The result of decades of research, study, and writing is thus daunting in its scope. The seven books of The Earth Chronicles
total more than 2,300 pages; and I have often been asked by readers: How does one ‘keep a handle’ on all that mass of information? Guided by readers’ queries, this Handbook is the answer; alphabetically arranged, its hundreds of entries provide the relevant data about gods and demigods, kings and kingdoms, patriarchs and priests, archaeological sites and mythical places. Entries indicate links to related entries, and--when appropriate--add the particular or innovative ‘take’ of “ZS” on the subject. By applying a Uniform Answer to the diverse civilizations and periods, this Handbook serves as the first attempt ever to globalize ancient knowledge.
This Uniform Answer has stood the test of time: Every discovery, every technological advance, that have taken place in the past decades have invariably corroborated, without fail, the ancient evidence that others ignore or dismiss as Myth but that I consider Truth. In a way--in a significant way--the seven volumes of The Earth Chronicles
have emerged as a depository of global Ancient Knowledge, the precious treasure that the Bible calls Wisdom.
They are, in a way, the Seven Pillars of Ancient Wisdom.
- Ab.Sin (“Her father is Sin”): The Sumerian name for the constellation honoring Inanna/Ishtar, the daughter of the god Sin.

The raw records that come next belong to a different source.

//! Soft-Delete Purge Background Task
//!
//! Owner deletes only mark a record `deleted`. This task periodically removes
//! records that have been soft-deleted for longer than the retention period,
//! going through the repository so the list cache is flushed afterwards.
//!
//! # Configuration
//!
//! ```rust
//! use alpaca_service::jobs::PurgeConfig;
//! use std::time::Duration;
//!
//! let config = PurgeConfig {
//!     check_interval: Duration::from_secs(3600),          // Hourly
//!     retention: Duration::from_secs(30 * 24 * 60 * 60),  // 30 days
//! };
//! ```

use std::sync::atomic::{AtomicU64, Ordering};
use std::sync::Arc;
use std::time::Duration;

use alpaca_core::{AlpacaConfig, AlpacaResult};
use alpaca_storage::InstructionRepository;
use chrono::Utc;
use tokio::sync::watch;
use tokio::time::{interval, MissedTickBehavior};

use crate::constants::{DEFAULT_PURGE_INTERVAL_SECS, DEFAULT_PURGE_RETENTION_SECS};

// ============================================================================
// CONFIGURATION
// ============================================================================

/// Configuration for the purge background task.
#[derive(Debug, Clone, PartialEq, Eq)]
pub struct PurgeConfig {
    /// How often to purge (default: 1 hour)
    pub check_interval: Duration,

    /// How long a soft-deleted record is kept (default: 30 days)
    pub retention: Duration,
}

impl Default for PurgeConfig {
    fn default() -> Self {
        Self {
            check_interval: Duration::from_secs(DEFAULT_PURGE_INTERVAL_SECS),
            retention: Duration::from_secs(DEFAULT_PURGE_RETENTION_SECS),
        }
    }
}

impl PurgeConfig {
    /// Interval and retention taken from the service's core configuration.
    pub fn from_core(core: &AlpacaConfig) -> Self {
        Self {
            check_interval: core.purge_interval,
            retention: core.purge_retention,
        }
    }

    /// Short interval and retention for local runs.
    pub fn development() -> Self {
        Self {
            check_interval: Duration::from_secs(10),
            retention: Duration::from_secs(60),
        }
    }
}

// ============================================================================
// METRICS
// ============================================================================

/// Counters for purge activity.
#[derive(Debug, Default)]
pub struct PurgeMetrics {
    /// Total records purged since startup
    pub records_purged: AtomicU64,

    /// Total purge cycles completed
    pub purge_cycles: AtomicU64,

    /// Total errors encountered
    pub purge_errors: AtomicU64,
}

impl PurgeMetrics {
    pub fn new() -> Self {
        Self::default()
    }

    /// Get current snapshot of all metrics.
    pub fn snapshot(&self) -> PurgeSnapshot {
        PurgeSnapshot {
            records_purged: self.records_purged.load(Ordering::Relaxed),
            purge_cycles: self.purge_cycles.load(Ordering::Relaxed),
            purge_errors: self.purge_errors.load(Ordering::Relaxed),
        }
    }
}

/// Snapshot of purge metrics at a point in time.
#[derive(Debug, Clone, PartialEq, Eq)]
pub struct PurgeSnapshot {
    pub records_purged: u64,
    pub purge_cycles: u64,
    pub purge_errors: u64,
}

// ============================================================================
// BACKGROUND TASK
// ============================================================================

/// Periodically purge expired soft-deleted records until `shutdown_rx` turns
/// `true`. Returns the metrics collected over the task's lifetime.
pub async fn purge_task(
    repo: InstructionRepository,
    config: PurgeConfig,
    mut shutdown_rx: watch::Receiver<bool>,
) -> Arc<PurgeMetrics> {
    let metrics = Arc::new(PurgeMetrics::new());

    let mut purge_interval = interval(config.check_interval);
    purge_interval.set_missed_tick_behavior(MissedTickBehavior::Skip);

    tracing::info!(
        check_interval_secs = config.check_interval.as_secs(),
        retention_secs = config.retention.as_secs(),
        "Purge task started"
    );

    loop {
        tokio::select! {
            changed = shutdown_rx.changed() => {
                // A dropped sender also means shutdown.
                if changed.is_err() || *shutdown_rx.borrow() {
                    tracing::info!("Purge task shutting down");
                    break;
                }
            }

            _ = purge_interval.tick() => {
                run_purge_cycle(&repo, &config, &metrics).await;
            }
        }
    }

    let snapshot = metrics.snapshot();
    tracing::info!(
        records_purged = snapshot.records_purged,
        purge_cycles = snapshot.purge_cycles,
        purge_errors = snapshot.purge_errors,
        "Purge task completed"
    );

    metrics
}

/// Perform one purge cycle. Errors are counted, never propagated.
pub async fn run_purge_cycle(
    repo: &InstructionRepository,
    config: &PurgeConfig,
    metrics: &PurgeMetrics,
) -> u64 {
    metrics.purge_cycles.fetch_add(1, Ordering::Relaxed);

    match purge_expired(repo, config.retention).await {
        Ok(0) => {
            tracing::trace!("Purge cycle completed with nothing to purge");
            0
        }
        Ok(purged) => {
            metrics.records_purged.fetch_add(purged, Ordering::Relaxed);
            tracing::info!(purged, "Purge cycle completed");
            purged
        }
        Err(e) => {
            tracing::error!(error = %e, "Failed to purge soft-deleted records");
            metrics.purge_errors.fetch_add(1, Ordering::Relaxed);
            0
        }
    }
}

async fn purge_expired(repo: &InstructionRepository, retention: Duration) -> AlpacaResult<u64> {
    let retention = chrono::Duration::from_std(retention).unwrap_or(chrono::Duration::MAX);
    let cutoff = Utc::now()
        .checked_sub_signed(retention)
        .unwrap_or(chrono::DateTime::<Utc>::MIN_UTC);
    repo.purge_deleted_before(cutoff).await
}

// ============================================================================
// TESTS
// ============================================================================

#[cfg(test)]
mod tests {
    use super::*;
    use alpaca_core::{new_entity_id, NewRecord, RecordStatus};
    use alpaca_storage::{InMemoryCacheStore, InMemoryInstructionStore, InMemoryUserDirectory};

    fn repo_with_store() -> (InstructionRepository, Arc<InMemoryInstructionStore>) {
        let store = Arc::new(InMemoryInstructionStore::new());
        let repo = InstructionRepository::new(
            store.clone(),
            Arc::new(InMemoryCacheStore::new()),
            Arc::new(InMemoryUserDirectory::new()),
            Duration::from_secs(60),
        );
        (repo, store)
    }

    fn new_record() -> NewRecord {
        NewRecord {
            owner_id: new_entity_id(),
            username: "alice".to_string(),
            instruction: "Add 1+1".to_string(),
            input: String::new(),
            output: "2".to_string(),
            theme: "math".to_string(),
            source: "book".to_string(),
            note: None,
            status: RecordStatus::pending(),
        }
    }

    #[test]
    fn test_config_default() {
        let config = PurgeConfig::default();
        assert_eq!(
            config.check_interval,
            Duration::from_secs(DEFAULT_PURGE_INTERVAL_SECS)
        );
        assert_eq!(
            config.retention,
            Duration::from_secs(DEFAULT_PURGE_RETENTION_SECS)
        );
    }

    #[test]
    fn test_config_development_and_core() {
        assert_eq!(
            PurgeConfig::development().check_interval,
            Duration::from_secs(10)
        );
        let core = AlpacaConfig {
            purge_interval: Duration::from_secs(120),
            ..AlpacaConfig::default()
        };
        let config = PurgeConfig::from_core(&core);
        assert_eq!(config.check_interval, Duration::from_secs(120));
        assert_eq!(config.retention, core.purge_retention);
    }

    #[test]
    fn test_metrics_snapshot() {
        let metrics = PurgeMetrics::new();
        metrics.records_purged.store(4, Ordering::Relaxed);
        metrics.purge_cycles.store(2, Ordering::Relaxed);

        let snapshot = metrics.snapshot();
        assert_eq!(snapshot.records_purged, 4);
        assert_eq!(snapshot.purge_cycles, 2);
        assert_eq!(snapshot.purge_errors, 0);
    }

    #[tokio::test]
    async fn test_cycle_purges_only_expired_soft_deletes() {
        let (repo, store) = repo_with_store();
        let deleted = repo.insert(new_record()).await.expect("insert should succeed");
        let kept = repo.insert(new_record()).await.expect("insert should succeed");
        repo.soft_delete(deleted.record_id, None)
            .await
            .expect("soft delete should succeed");
        tokio::time::sleep(Duration::from_millis(2)).await;

        let config = PurgeConfig {
            check_interval: Duration::from_secs(1),
            retention: Duration::ZERO,
        };
        let metrics = PurgeMetrics::new();
        let purged = run_purge_cycle(&repo, &config, &metrics).await;

        assert_eq!(purged, 1);
        assert!(store.raw(deleted.record_id).is_none());
        assert!(store.raw(kept.record_id).is_some());
        assert_eq!(metrics.snapshot().records_purged, 1);
    }

    #[tokio::test]
    async fn test_cycle_keeps_recent_soft_deletes() {
        let (repo, store) = repo_with_store();
        let deleted = repo.insert(new_record()).await.expect("insert should succeed");
        repo.soft_delete(deleted.record_id, None)
            .await
            .expect("soft delete should succeed");

        let metrics = PurgeMetrics::new();
        let purged = run_purge_cycle(&repo, &PurgeConfig::default(), &metrics).await;
        assert_eq!(purged, 0);
        assert!(store.raw(deleted.record_id).is_some());
    }

    #[tokio::test]
    async fn test_cycle_counts_errors() {
        let (repo, store) = repo_with_store();
        store.set_unavailable(true);
        let metrics = PurgeMetrics::new();
        run_purge_cycle(&repo, &PurgeConfig::default(), &metrics).await;
        assert_eq!(metrics.snapshot().purge_errors, 1);
    }

    #[tokio::test]
    async fn test_task_stops_on_shutdown() {
        let (repo, _store) = repo_with_store();
        let (shutdown_tx, shutdown_rx) = watch::channel(false);
        let handle = tokio::spawn(purge_task(repo, PurgeConfig::development(), shutdown_rx));

        shutdown_tx.send(true).expect("task should be listening");
        let metrics = handle.await.expect("task should join");
        // The first tick fires immediately.
        assert!(metrics.snapshot().purge_cycles <= 1);
    }
}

Our name for it, Virgo (= ‘The Maiden’), goes back to the beginning of the zodiacal system, when the constellation honored the goddess Ninharsag who never married. See Inanna, Ishtar.
- Abydos: An ancient Egyptian site where a tablet ascribed to the Pharaoh Seti I (and depicting him and his son Ramses II) was discovered.Inscribed in hieroglyphics, it listed the ancient Egyptian royal dynasties, starting with the Pharaoh MEN (Menes in Greek).
- Ab.zu, Absu (“The Primeval Source/Depth,” from which ‘Abyss’). The gold-mining land of the Anunnaki in Southeast Africa, “where great waters rapidly flow.” According to Sumerian Creation texts, it was at Enki’s abode there that he fashioned, together with Ninharsag, a ‘PrimitiveWorker’--Man--mixing the “essence” of a young Anunnaki with “clay of the Abzu.” See Anunnaki, Creation of Man, DNA, Gold.
- Achaemenids: A tribal dynasty in Anshan, a province in Elam east of Sumer, whose kings laid the foundations of the Persian empire. They included Cyrus, who captured Babylon in 539 B.C. and decreed the rebuilding of the Temple in Jerusalem; Darius I and Xerxes I, who invaded Greece in the 5th century B.C.; and Darius III, who fought the invading Greek army of Alexander the Great in the 4th century B.C. See Alexander the Great, Elam, Persia/Persians, Susa, Xerxes.